Your buying into hysteria and myths, WAKE UP and give up the beef myth!
That is absolutely NOT true. Not everyone does well on a vegetarian diet. We are NOT herbivore nor are we carnivores. We are omnivores, we eat all things. When did "we" decide that eating as our bodies clearly were designed was a bad thing? If you want to be a vegetarian, do so. Many cannot afford to eat a balanced vegetarian meal, with the necessary supplements to bring it into balance.
CAFO's should be enviornmentally correct, but the Pew Commission's report was debunked by the AVMA as using faulty studies and information. One only needs to drive through the western states to see the use of open lands and cattle and sheep grazing to see that not EVERY farm or ranch is a CAFO in the US. As far as the 50 billion stat, how much goes overseas?
New Yorkers can do something now. There is a bill pending in the New York State Assembly (A.08163) that would ban hen battery cages, veal crates and tethering, and pig gestation crates on New York farms effective January of 2015. Michigan just passed a similar law but provisions of it don't go into effect until 2019.
The New York bill is opposed by the Chairman of the Agriculture Committee (William Magee) and the bill is sitting in in his committee. The New York Farm Bureau opposes the bill and owns Bill Magee. A groundswell of citizen activity is necessary to overcome the status quo. Read more about it at www.ab8163.com.

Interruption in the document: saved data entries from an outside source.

use logbook_runtime::{IndexEvent, ServiceConfig, SessionIndexService};
use std::path::{Path, PathBuf};
use std::time::Duration;
use tokio::sync::broadcast;

fn write_log(root: &Path, partition: &str, name: &str, lines: &[&str]) -> PathBuf {
    let dir = root.join(partition);
    std::fs::create_dir_all(&dir).unwrap();
    let path = dir.join(name);
    std::fs::write(&path, lines.join("\n")).unwrap();
    path
}

fn basic_log_lines() -> Vec<&'static str> {
    vec![
        r#"{"id":"abc","timestamp":"2025-01-01T00:00:00Z","cwd":"/home/dev/project"}"#,
        r#"{"type":"message","role":"user","content":"hello"}"#,
    ]
}

fn test_config(state_dir: &Path, root: &Path) -> ServiceConfig {
    let mut config = ServiceConfig::new(state_dir, vec![root.to_path_buf()]);
    config.retry_backoff = vec![
        Duration::from_millis(30),
        Duration::from_millis(30),
        Duration::from_millis(30),
    ];
    config.rescan_interval = Duration::from_millis(100);
    config.local_debounce = Duration::from_millis(20);
    config
}

async fn wait_for<F>(rx: &mut broadcast::Receiver<IndexEvent>, mut predicate: F) -> IndexEvent
where
    F: FnMut(&IndexEvent) -> bool,
{
    tokio::time::timeout(Duration::from_secs(5), async {
        loop {
            let event = rx.recv().await.expect("event channel closed");
            if predicate(&event) {
                return event;
            }
        }
    })
    .await
    .expect("timed out waiting for index event")
}

#[tokio::test]
async fn crawl_is_idempotent_when_nothing_changes() {
    let state = tempfile::tempdir().unwrap();
    let root = tempfile::tempdir().unwrap();
    write_log(
        root.path(),
        "2025/01/01",
        "run-2025-01-01T00-00-00-abc.log",
        &basic_log_lines(),
    );
    write_log(
        root.path(),
        "2025/01/02",
        "run-2025-01-02T09-00-00-def.log",
        &basic_log_lines(),
    );

    let service = SessionIndexService::open(test_config(state.path(), root.path()));

    let first = service.crawl_once().await;
    assert_eq!(first.scanned, 2);
    assert_eq!(first.parsed, 2);
    assert_eq!(first.added, 2);

    let summaries_before = service.list_summaries();

    let second = service.crawl_once().await;
    assert_eq!(second.scanned, 2);
    assert_eq!(second.parsed, 0, "unchanged files must not re-parse");
    assert_eq!(service.list_summaries(), summaries_before);
}

#[tokio::test]
async fn persisted_cache_survives_reopen() {
    let state = tempfile::tempdir().unwrap();
    let root = tempfile::tempdir().unwrap();
    write_log(
        root.path(),
        "2025/01/01",
        "run-2025-01-01T00-00-00-abc.log",
        &basic_log_lines(),
    );

    {
        let service = SessionIndexService::open(test_config(state.path(), root.path()));
        let stats = service.crawl_once().await;
        assert_eq!(stats.parsed, 1);
    }

    let reopened = SessionIndexService::open(test_config(state.path(), root.path()));
    assert_eq!(reopened.len(), 1, "tables load from the snapshot");
    let stats = reopened.crawl_once().await;
    assert_eq!(stats.parsed, 0, "signatures from the snapshot still match");
}

#[tokio::test]
async fn differently_spelled_paths_map_to_one_entry() {
    let state = tempfile::tempdir().unwrap();
    let root = tempfile::tempdir().unwrap();
    let path = write_log(
        root.path(),
        "2025/01/01",
        "run-2025-01-01T00-00-00-abc.log",
        &basic_log_lines(),
    );

    let service = SessionIndexService::open(test_config(state.path(), root.path()));
    service.crawl_once().await;
    assert_eq!(service.len(), 1);

    // Same physical file reached through a redundant spelling.
    let spelled = root
        .path()
        .join("2025")
        .join(".")
        .join("..")
        .join("2025")
        .join("01")
        .join("01")
        .join("run-2025-01-01T00-00-00-abc.log");
    let details = service.get_details(&spelled).await.unwrap().unwrap();
    assert_eq!(details.id, "abc");
    assert_eq!(service.len(), 1, "no second entry for the alternate spelling");

    service.remove_file(&spelled).await.unwrap();
    assert_eq!(service.len(), 0);
    assert!(service.get_details(&path).await.unwrap().is_some(), "re-parse after explicit removal still works");
}

#[tokio::test]
async fn retry_caps_at_three_attempts_and_clears_state() {
    let state = tempfile::tempdir().unwrap();
    let root = tempfile::tempdir().unwrap();
    // No cwd anywhere; the project key can never be promoted.
    write_log(
        root.path(),
        "2025/01/01",
        "run-2025-01-01T00-00-00-abc.log",
        &[
            r#"{"id":"abc","timestamp":"2025-01-01T00:00:00Z"}"#,
            r#"{"type":"message","role":"user","content":"short note"}"#,
        ],
    );

    let service = SessionIndexService::open(test_config(state.path(), root.path()));
    let stats = service.crawl_once().await;
    assert_eq!(stats.added, 1);
    assert_eq!(service.pending_retries(), 1, "provisional key schedules a retry");

    // Three 30ms attempts; give them room to run out.
    tokio::time::sleep(Duration::from_millis(400)).await;
    assert_eq!(service.pending_retries(), 0, "retry state clears after the cap");

    let summary = &service.list_summaries()[0];
    let file = root
        .path()
        .join("2025/01/01/run-2025-01-01T00-00-00-abc.log");
    assert_eq!(
        summary.project_key,
        logbook_core::project_key_from_dir(&file),
        "exhausted retries leave the provisional key"
    );
}

#[tokio::test]
async fn retry_promotes_provisional_key_once_cwd_appears() {
    let state = tempfile::tempdir().unwrap();
    let root = tempfile::tempdir().unwrap();
    let path = write_log(
        root.path(),
        "2025/01/01",
        "run-2025-01-01T00-00-00-abc.log",
        &[
            r#"{"id":"abc","timestamp":"2025-01-01T00:00:00Z"}"#,
            r#"{"type":"message","role":"user","content":"short note"}"#,
        ],
    );

    let service = SessionIndexService::open(test_config(state.path(), root.path()));
    let mut events = service.subscribe();
    service.crawl_once().await;
    assert_eq!(service.pending_retries(), 1);

    // The writer appends the working directory after the file was first seen.
    let mut content = std::fs::read_to_string(&path).unwrap();
    content.push_str("\n{\"type\":\"state\",\"cwd\":\"/home/dev/project\"}");
    std::fs::write(&path, content).unwrap();

    let promoted = logbook_core::project_key_from_cwd("/home/dev/project");
    let event = wait_for(&mut events, |event| {
        matches!(event, IndexEvent::Updated(summary) if summary.project_key == promoted)
    })
    .await;
    match event {
        IndexEvent::Updated(summary) => assert_eq!(summary.id, "abc"),
        _ => unreachable!(),
    }

    tokio::time::sleep(Duration::from_millis(50)).await;
    assert_eq!(service.pending_retries(), 0, "promotion clears retry state");
}

#[tokio::test]
async fn deleted_file_is_never_served_from_cache() {
    let state = tempfile::tempdir().unwrap();
    let root = tempfile::tempdir().unwrap();
    let path = write_log(
        root.path(),
        "2025/01/01",
        "run-2025-01-01T00-00-00-abc.log",
        &basic_log_lines(),
    );

    let service = SessionIndexService::open(test_config(state.path(), root.path()));
    service.crawl_once().await;
    assert!(service.get_details(&path).await.unwrap().is_some());

    std::fs::remove_file(&path).unwrap();
    assert!(service.get_details(&path).await.unwrap().is_none());
    assert!(service.list_summaries().is_empty(), "stale entry pruned on access");
}

#[tokio::test]
async fn crawl_prunes_entries_for_vanished_files() {
    let state = tempfile::tempdir().unwrap();
    let root = tempfile::tempdir().unwrap();
    let path = write_log(
        root.path(),
        "2025/01/01",
        "run-2025-01-01T00-00-00-abc.log",
        &basic_log_lines(),
    );

    let service = SessionIndexService::open(test_config(state.path(), root.path()));
    service.crawl_once().await;
    assert_eq!(service.len(), 1);

    std::fs::remove_file(&path).unwrap();
    let stats = service.crawl_once().await;
    assert_eq!(stats.removed, 1);
    assert!(service.list_summaries().is_empty());
}

#[tokio::test]
async fn explicit_remove_emits_removed_notice() {
    let state = tempfile::tempdir().unwrap();
    let root = tempfile::tempdir().unwrap();
    let path = write_log(
        root.path(),
        "2025/01/01",
        "run-2025-01-01T00-00-00-abc.log",
        &basic_log_lines(),
    );

    let service = SessionIndexService::open(test_config(state.path(), root.path()));
    service.crawl_once().await;

    let mut events = service.subscribe();
    service.remove_file(&path).await.unwrap();
    let event = wait_for(&mut events, |event| matches!(event, IndexEvent::Removed(_))).await;
    match event {
        IndexEvent::Removed(removed) => assert_eq!(removed, path),
        _ => unreachable!(),
    }
}

#[tokio::test]
async fn start_stop_start_is_idempotent() {
    let state = tempfile::tempdir().unwrap();
    let root = tempfile::tempdir().unwrap();
    std::fs::create_dir_all(root.path().join("2025/01/01")).unwrap();

    let service = SessionIndexService::open(test_config(state.path(), root.path()));
    service.start().unwrap();
    service.start().unwrap();
    assert!(service.is_running());

    service.stop();
    service.stop();
    assert!(!service.is_running());

    service.start().unwrap();
    assert!(service.is_running());
    service.stop();
}

#[tokio::test]
async fn running_service_picks_up_new_appends_and_deletes() {
    let state = tempfile::tempdir().unwrap();
    let root = tempfile::tempdir().unwrap();
    std::fs::create_dir_all(root.path().join("2025/01/01")).unwrap();

    let service = SessionIndexService::open(test_config(state.path(), root.path()));
    let mut events = service.subscribe();
    service.start().unwrap();

    // New file appears after startup.
    let path = write_log(
        root.path(),
        "2025/01/01",
        "run-2025-01-01T00-00-00-abc.log",
        &basic_log_lines(),
    );
    wait_for(&mut events, |event| {
        matches!(event, IndexEvent::Added(batch) if batch.iter().any(|s| s.id == "abc"))
    })
    .await;

    // Append a new record; the summary refreshes.
    let mut content = std::fs::read_to_string(&path).unwrap();
    content.push_str("\n{\"type\":\"message\",\"role\":\"user\",\"content\":\"more\"}");
    std::fs::write(&path, content).unwrap();
    wait_for(&mut events, |event| {
        matches!(event, IndexEvent::Updated(summary) if summary.id == "abc")
    })
    .await;

    // Unlink propagates as a removal.
    std::fs::remove_file(&path).unwrap();
    wait_for(&mut events, |event| matches!(event, IndexEvent::Removed(_))).await;

    service.stop();
}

This issue is exploding all over the country (except at the federal level) and New Yorkers are fortunate to have the opportunity to make affirmative change.
Rick Tannenbaum
The Hilltop Initiative
www.ab8163.com
People who promote CAFOs or profit from them deserve permanent coach status on flights. A brief object lesson in the importance of being able to extend one's legs when confined, no matter whether one is human or animal.
You have a way of putting things. That would have my vote.
Go get em DK! Safe vaccines ( your "Evidence of Harm") and safe food ("Animal Factory: The Looming Threat of Industrial Hog, Dairy and Poultry Farms to Humans and the Environment") - who wouldn't want that?
Familiar and parallel issues with good guys and bad guys, too. I pre-ordered your book back in Oct - can't wait, and I'm guessing part 2 of this HuffPo is showing some of those campaign pledges not being upheld. How come these Industry folks (food-vaccine) have so much power?
Muckraking them is just what is needed!